Records for the exercise:
--*--

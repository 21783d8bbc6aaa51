//! Engine configuration
//!
//! One flat parameter set covering every threshold of the detectors, the
//! entry state machine and the position manager. Every field has a default,
//! so a partial JSON file only overrides what it names.

use anyhow::{Context, Result};
use serde::{Deserialize, Serialize};
use std::path::Path;
use thiserror::Error;

use super::instrument::Instrument;
use super::levels::LiquidityMode;
use super::mss::{DisplacementTicks, Strictness};
use super::session::SessionWindow;

const MINUTES_PER_DAY: u32 = 24 * 60;

/// Construction-time misconfiguration
#[derive(Debug, Clone, PartialEq, Error)]
pub enum ConfigError {
    #[error("tick size must be positive, got {tick_size}")]
    InvalidTickSize { tick_size: f64 },

    #[error("max_trades_per_day must be at least 1")]
    NoTradesAllowed,

    #[error("swing_strength must be at least 1")]
    ZeroSwingStrength,

    #[error("min_stop_points ({min}) exceeds max_stop_points ({max})")]
    StopBounds { min: f64, max: f64 },

    #[error("partial_percent must be in (0, 100], got {0}")]
    PartialPercent(f64),

    #[error("max_active_zones must be at least 1")]
    ZeroZoneCapacity,

    #[error("daily_loss_limit_r must be negative, got {0}")]
    DailyLossLimit(f64),

    #[error("session time {minute} is outside a day (0..1440)")]
    SessionTime { minute: u32 },

    #[error("trailing distance must be positive")]
    TrailDistance,

    #[error("invalid {field}: {reason}")]
    InvalidValue { field: &'static str, reason: String },
}

/// How an entry is taken once MSS confirms
#[derive(Debug, Clone, Copy, PartialEq, Eq, Serialize, Deserialize)]
#[serde(rename_all = "snake_case")]
pub enum EntryModel {
    /// Market entry on the MSS bar
    Immediate,
    /// Enter when price retraces into the zone
    ZoneRetrace,
    /// Zone retrace plus a rejection candle within `rejection_wait_bars`
    ZoneRejection,
}

impl EntryModel {
    pub fn requires_zone(self) -> bool {
        !matches!(self, EntryModel::Immediate)
    }
}

/// Where entry zones come from
#[derive(Debug, Clone, Copy, PartialEq, Eq, Serialize, Deserialize)]
#[serde(rename_all = "snake_case")]
pub enum ZoneSource {
    FairValueGap,
    OrderBlock,
    /// Gap first, order block as fallback
    Either,
}

#[derive(Debug, Clone, Copy, PartialEq, Serialize, Deserialize)]
#[serde(tag = "mode", rename_all = "snake_case")]
pub enum StopMode {
    /// Entry -/+ fixed points
    Fixed { points: f64 },
    /// Beyond the sweep extreme
    Structural { buffer_ticks: u32 },
    /// Beyond the entry-signal bar's low/high
    SignalBar { buffer_ticks: u32 },
}

/// Final target (TP2)
#[derive(Debug, Clone, Copy, PartialEq, Serialize, Deserialize)]
#[serde(tag = "mode", rename_all = "snake_case")]
pub enum TargetMode {
    RMultiple { r: f64 },
    FixedPoints { points: f64 },
    /// Prior-range midpoint
    Equilibrium,
    /// Prior-range boundary on the far side
    OppositeLevel,
}

/// Partial target (TP1)
#[derive(Debug, Clone, Copy, PartialEq, Serialize, Deserialize)]
#[serde(tag = "mode", rename_all = "snake_case")]
pub enum PartialTargetMode {
    Disabled,
    RMultiple { r: f64 },
    FixedPoints { points: f64 },
    /// Prior-range midpoint, else halfway to TP2
    RangeMidpoint,
}

#[derive(Debug, Clone, Copy, PartialEq, Serialize, Deserialize)]
#[serde(tag = "mode", rename_all = "snake_case")]
pub enum TrailMode {
    Disabled,
    Fixed { points: f64 },
    /// `multiple` x simple ATR over `period` bars
    Atr { period: usize, multiple: f64 },
}

#[derive(Debug, Clone, Copy, PartialEq, Eq, Serialize, Deserialize)]
#[serde(rename_all = "snake_case")]
pub enum TrailArming {
    Immediate,
    AfterPartial,
}

/// What to do when the computed stop is wider than `max_stop_points`
#[derive(Debug, Clone, Copy, PartialEq, Eq, Serialize, Deserialize)]
#[serde(rename_all = "snake_case")]
pub enum OversizeStopPolicy {
    Clamp,
    Reject,
}

#[derive(Debug, Clone, PartialEq, Serialize, Deserialize)]
#[serde(default)]
pub struct EngineConfig {
    // Swings
    pub swing_strength: usize,           // Bars each side of a pivot
    pub swing_retention_minutes: i64,    // Swing history kept by elapsed time

    // Liquidity levels
    pub liquidity_mode: LiquidityMode,
    pub cluster_tolerance_ticks: u32,    // Equal highs/lows tolerance
    pub cluster_lookback: usize,         // Recent swings considered for clusters
    pub min_range_points: f64,           // Prior range narrower than this is untradable (0 = off)
    pub max_range_points: f64,           // Prior range wider than this is untradable (0 = off)
    pub level_max_age_bars: usize,       // Cancel an unswept level after this many bars (0 = off)

    // Sweep
    pub min_penetration_ticks: u32,
    pub require_close_back: bool,

    // MSS
    pub mss_require_close: bool,
    pub strictness: Strictness,
    pub displacement_ticks: DisplacementTicks,
    pub max_bars_to_mss: usize,          // Cancel the sweep if no MSS within this many bars (0 = off)

    // Entry model and zones
    pub entry_model: EntryModel,
    pub zone_source: ZoneSource,
    pub min_gap_ticks: u32,
    pub zone_max_age: usize,             // Bars
    pub max_active_zones: usize,
    pub allow_zone_inversion: bool,
    pub use_inverted_zones: bool,
    pub order_block_lookback: usize,
    pub rejection_wait_bars: usize,
    pub max_bars_to_fill: usize,         // Bars after MSS to get filled (0 = off)

    // Gating
    pub kill_zones: Vec<SessionWindow>,  // Empty = no time restriction
    pub cooldown_bars: usize,            // Bars after an exit before the next entry
    pub max_trades_per_day: u32,
    pub daily_loss_limit_r: Option<f64>, // Negative R that trips the kill switch
    pub max_daily_losses: u32,           // Losing trades that trip the kill switch (0 = off)
    pub contracts: u32,

    // Stops and targets
    pub stop_mode: StopMode,
    pub min_stop_points: f64,            // 0 = no minimum
    pub max_stop_points: f64,            // 0 = no maximum
    pub oversize_stop_policy: OversizeStopPolicy,
    pub target_mode: TargetMode,
    pub fallback_target_r: f64,          // Used when the target is not beyond entry
    pub partial_target: PartialTargetMode,
    pub partial_percent: f64,

    // Breakeven and trailing
    pub breakeven_on_partial: bool,
    pub breakeven_trigger_points: f64,   // 0 = off
    pub breakeven_offset_ticks: u32,
    pub trail_mode: TrailMode,
    pub trail_arming: TrailArming,

    // Time exits
    pub max_bars_in_trade: usize,        // 0 = off
    pub no_progress_bars: usize,         // 0 = off
    pub no_progress_r: f64,
    pub eod_cutoff_minute: Option<u32>,  // Minutes after local midnight

    // Bookkeeping
    pub history_bars: usize,
    pub level_history: usize,
}

impl Default for EngineConfig {
    fn default() -> Self {
        Self {
            swing_strength: 3,
            swing_retention_minutes: 24 * 60,

            liquidity_mode: LiquidityMode::PriorExtreme,
            cluster_tolerance_ticks: 4,
            cluster_lookback: 10,
            min_range_points: 0.0,
            max_range_points: 0.0,
            level_max_age_bars: 0,

            min_penetration_ticks: 2,
            require_close_back: true,

            mss_require_close: true,
            strictness: Strictness::Balanced,
            displacement_ticks: DisplacementTicks::default(),
            max_bars_to_mss: 30,

            entry_model: EntryModel::ZoneRetrace,
            zone_source: ZoneSource::FairValueGap,
            min_gap_ticks: 4,
            zone_max_age: 60,
            max_active_zones: 10,
            allow_zone_inversion: true,
            use_inverted_zones: false,
            order_block_lookback: 5,
            rejection_wait_bars: 3,
            max_bars_to_fill: 40,

            kill_zones: vec![SessionWindow::new(9, 30, 11, 0)],
            cooldown_bars: 5,
            max_trades_per_day: 2,
            daily_loss_limit_r: Some(-2.0),
            max_daily_losses: 0,
            contracts: 1,

            stop_mode: StopMode::Structural { buffer_ticks: 2 },
            min_stop_points: 0.0,
            max_stop_points: 0.0,
            oversize_stop_policy: OversizeStopPolicy::Clamp,
            target_mode: TargetMode::RMultiple { r: 2.0 },
            fallback_target_r: 2.0,
            partial_target: PartialTargetMode::RMultiple { r: 1.0 },
            partial_percent: 50.0,

            breakeven_on_partial: true,
            breakeven_trigger_points: 0.0,
            breakeven_offset_ticks: 0,
            trail_mode: TrailMode::Disabled,
            trail_arming: TrailArming::AfterPartial,

            max_bars_in_trade: 0,
            no_progress_bars: 0,
            no_progress_r: 0.5,
            eod_cutoff_minute: Some(15 * 60 + 55),

            history_bars: 500,
            level_history: 64,
        }
    }
}

impl EngineConfig {
    /// Load from a JSON file; missing fields keep their defaults
    pub fn from_json_file(path: impl AsRef<Path>) -> Result<Self> {
        let path = path.as_ref();
        let raw = std::fs::read_to_string(path)
            .with_context(|| format!("Failed to read config {}", path.display()))?;
        let config: EngineConfig = serde_json::from_str(&raw)
            .with_context(|| format!("Failed to parse config {}", path.display()))?;
        Ok(config)
    }

    /// Displacement requirement for the configured strictness
    pub fn displacement_for_strictness(&self) -> Option<u32> {
        self.displacement_ticks.for_strictness(self.strictness)
    }

    /// Reject settings that would make the engine misbehave
    pub fn validate(&self, instrument: &Instrument) -> Result<(), ConfigError> {
        if !(instrument.tick_size > 0.0) {
            return Err(ConfigError::InvalidTickSize {
                tick_size: instrument.tick_size,
            });
        }
        if self.max_trades_per_day < 1 {
            return Err(ConfigError::NoTradesAllowed);
        }
        if self.swing_strength == 0 {
            return Err(ConfigError::ZeroSwingStrength);
        }
        if self.min_stop_points < 0.0 || self.max_stop_points < 0.0 {
            return Err(ConfigError::InvalidValue {
                field: "min_stop_points/max_stop_points",
                reason: "stop bounds cannot be negative".to_string(),
            });
        }
        if self.max_stop_points > 0.0 && self.min_stop_points > self.max_stop_points {
            return Err(ConfigError::StopBounds {
                min: self.min_stop_points,
                max: self.max_stop_points,
            });
        }
        if !(self.partial_percent > 0.0 && self.partial_percent <= 100.0) {
            return Err(ConfigError::PartialPercent(self.partial_percent));
        }
        if self.max_active_zones == 0 {
            return Err(ConfigError::ZeroZoneCapacity);
        }
        if let Some(limit) = self.daily_loss_limit_r {
            if limit >= 0.0 {
                return Err(ConfigError::DailyLossLimit(limit));
            }
        }
        for window in &self.kill_zones {
            for minute in [window.start_minute, window.end_minute] {
                if minute >= MINUTES_PER_DAY {
                    return Err(ConfigError::SessionTime { minute });
                }
            }
        }
        if let Some(minute) = self.eod_cutoff_minute {
            if minute >= MINUTES_PER_DAY {
                return Err(ConfigError::SessionTime { minute });
            }
        }
        match self.trail_mode {
            TrailMode::Disabled => {}
            TrailMode::Fixed { points } => {
                if !(points > 0.0) {
                    return Err(ConfigError::TrailDistance);
                }
            }
            TrailMode::Atr { period, multiple } => {
                if period == 0 || !(multiple > 0.0) {
                    return Err(ConfigError::TrailDistance);
                }
            }
        }
        if let StopMode::Fixed { points } = self.stop_mode {
            if !(points > 0.0) {
                return Err(ConfigError::InvalidValue {
                    field: "stop_mode.points",
                    reason: format!("fixed stop must be positive, got {}", points),
                });
            }
        }
        match self.target_mode {
            TargetMode::RMultiple { r } if !(r > 0.0) => {
                return Err(ConfigError::InvalidValue {
                    field: "target_mode.r",
                    reason: format!("must be positive, got {}", r),
                });
            }
            TargetMode::FixedPoints { points } if !(points > 0.0) => {
                return Err(ConfigError::InvalidValue {
                    field: "target_mode.points",
                    reason: format!("must be positive, got {}", points),
                });
            }
            _ => {}
        }
        if !(self.fallback_target_r > 0.0) {
            return Err(ConfigError::InvalidValue {
                field: "fallback_target_r",
                reason: format!("must be positive, got {}", self.fallback_target_r),
            });
        }
        if self.contracts == 0 {
            return Err(ConfigError::InvalidValue {
                field: "contracts",
                reason: "must trade at least one contract".to_string(),
            });
        }
        Ok(())
    }
}
//! Instrument metadata: tick size and price rounding

use serde::{Deserialize, Serialize};

/// Tradable instrument description
#[derive(Debug, Clone, PartialEq, Serialize, Deserialize)]
pub struct Instrument {
    /// Symbol (e.g., "NQ")
    pub symbol: String,
    /// Minimum price increment
    pub tick_size: f64,
}

impl Default for Instrument {
    fn default() -> Self {
        Self {
            symbol: "NQ".to_string(),
            tick_size: 0.25,
        }
    }
}

impl Instrument {
    pub fn new(symbol: &str, tick_size: f64) -> Self {
        Self {
            symbol: symbol.to_string(),
            tick_size,
        }
    }

    /// Round a price to the nearest valid tick
    pub fn round(&self, price: f64) -> f64 {
        (price / self.tick_size).round() * self.tick_size
    }

    /// Price distance covered by `ticks` ticks
    pub fn ticks(&self, ticks: f64) -> f64 {
        ticks * self.tick_size
    }

    /// True when two prices round to the same tick
    pub fn same_price(&self, a: f64, b: f64) -> bool {
        (a - b).abs() < self.tick_size / 2.0
    }
}
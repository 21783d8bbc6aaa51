//! Bar types and the rolling bar window used by the detectors
//!
//! Bars are addressed by an absolute index that keeps counting for the
//! lifetime of an engine instance, even after old bars are compacted away.

use chrono::{DateTime, Utc};
use serde::{Deserialize, Serialize};

fn default_complete() -> bool {
    true
}

/// OHLCV bar as delivered by the feed
#[derive(Debug, Clone, PartialEq, Serialize, Deserialize)]
pub struct Bar {
    /// Bar open time (epoch milliseconds)
    pub start_time: i64,
    pub open: f64,
    pub high: f64,
    pub low: f64,
    pub close: f64,
    pub volume: f64,
    /// False while the feed is still building the bar
    #[serde(default = "default_complete")]
    pub is_complete: bool,
}

impl Bar {
    /// Create a completed bar
    pub fn new(start_time: i64, open: f64, high: f64, low: f64, close: f64, volume: f64) -> Self {
        Self {
            start_time,
            open,
            high,
            low,
            close,
            volume,
            is_complete: true,
        }
    }

    /// Bar open time as a UTC timestamp
    pub fn timestamp(&self) -> DateTime<Utc> {
        DateTime::from_timestamp_millis(self.start_time).unwrap_or_default()
    }

    /// Absolute candle body size
    pub fn body(&self) -> f64 {
        (self.close - self.open).abs()
    }

    pub fn is_bullish(&self) -> bool {
        self.close > self.open
    }

    pub fn is_bearish(&self) -> bool {
        self.close < self.open
    }

    /// max(high - low, |high - prev_close|, |low - prev_close|)
    pub fn true_range(&self, prev_close: f64) -> f64 {
        (self.high - self.low)
            .max((self.high - prev_close).abs())
            .max((self.low - prev_close).abs())
    }
}

/// Trade direction
#[derive(Debug, Clone, Copy, PartialEq, Eq, Serialize, Deserialize)]
pub enum Direction {
    Long,
    Short,
}

impl Direction {
    /// +1 for long, -1 for short
    pub fn sign(self) -> f64 {
        match self {
            Direction::Long => 1.0,
            Direction::Short => -1.0,
        }
    }
}

impl std::fmt::Display for Direction {
    fn fmt(&self, f: &mut std::fmt::Formatter<'_>) -> std::fmt::Result {
        match self {
            Direction::Long => write!(f, "Long"),
            Direction::Short => write!(f, "Short"),
        }
    }
}

/// Read access to bars by absolute index
pub trait BarSeries {
    /// One past the last readable index
    fn end_index(&self) -> usize;

    fn bar(&self, index: usize) -> Option<&Bar>;
}

impl BarSeries for [Bar] {
    fn end_index(&self) -> usize {
        self.len()
    }

    fn bar(&self, index: usize) -> Option<&Bar> {
        self.get(index)
    }
}

impl BarSeries for Vec<Bar> {
    fn end_index(&self) -> usize {
        self.len()
    }

    fn bar(&self, index: usize) -> Option<&Bar> {
        self.get(index)
    }
}

/// Bounded window of completed bars with stable absolute indices
#[derive(Debug, Clone)]
pub struct BarHistory {
    bars: Vec<Bar>,
    /// Absolute index of `bars[0]`
    offset: usize,
    capacity: usize,
}

impl BarHistory {
    pub fn new(capacity: usize) -> Self {
        let capacity = capacity.max(8);
        Self {
            bars: Vec::with_capacity(capacity * 2),
            offset: 0,
            capacity,
        }
    }

    /// Append a bar and return its absolute index
    pub fn push(&mut self, bar: Bar) -> usize {
        // Compact in batches so the drain cost is amortised
        if self.bars.len() >= self.capacity * 2 {
            let drop = self.bars.len() - self.capacity;
            self.bars.drain(..drop);
            self.offset += drop;
        }
        self.bars.push(bar);
        self.offset + self.bars.len() - 1
    }

    pub fn last(&self) -> Option<&Bar> {
        self.bars.last()
    }

    pub fn last_index(&self) -> Option<usize> {
        self.end_index().checked_sub(1)
    }

    /// Oldest index still held
    pub fn first_index(&self) -> usize {
        self.offset
    }

    pub fn is_empty(&self) -> bool {
        self.bars.is_empty()
    }
}

impl BarSeries for BarHistory {
    fn end_index(&self) -> usize {
        self.offset + self.bars.len()
    }

    fn bar(&self, index: usize) -> Option<&Bar> {
        index.checked_sub(self.offset).and_then(|i| self.bars.get(i))
    }
}

/// Simple average true range over the `period` bars ending at `index`
///
/// Returns `None` until `period + 1` bars are available.
pub fn average_true_range<S: BarSeries + ?Sized>(bars: &S, index: usize, period: usize) -> Option<f64> {
    if period == 0 {
        return None;
    }
    let first = index.checked_sub(period)?;
    let mut prev_close = bars.bar(first)?.close;
    let mut sum_tr = 0.0;
    for i in first + 1..=index {
        let bar = bars.bar(i)?;
        sum_tr += bar.true_range(prev_close);
        prev_close = bar.close;
    }
    Some(sum_tr / period as f64)
}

--*--

Each line of the entries above that includes the string "None" should be copied out.

Solution to the problem:
/// Returns `None` until `period + 1` bars are available.
        return None;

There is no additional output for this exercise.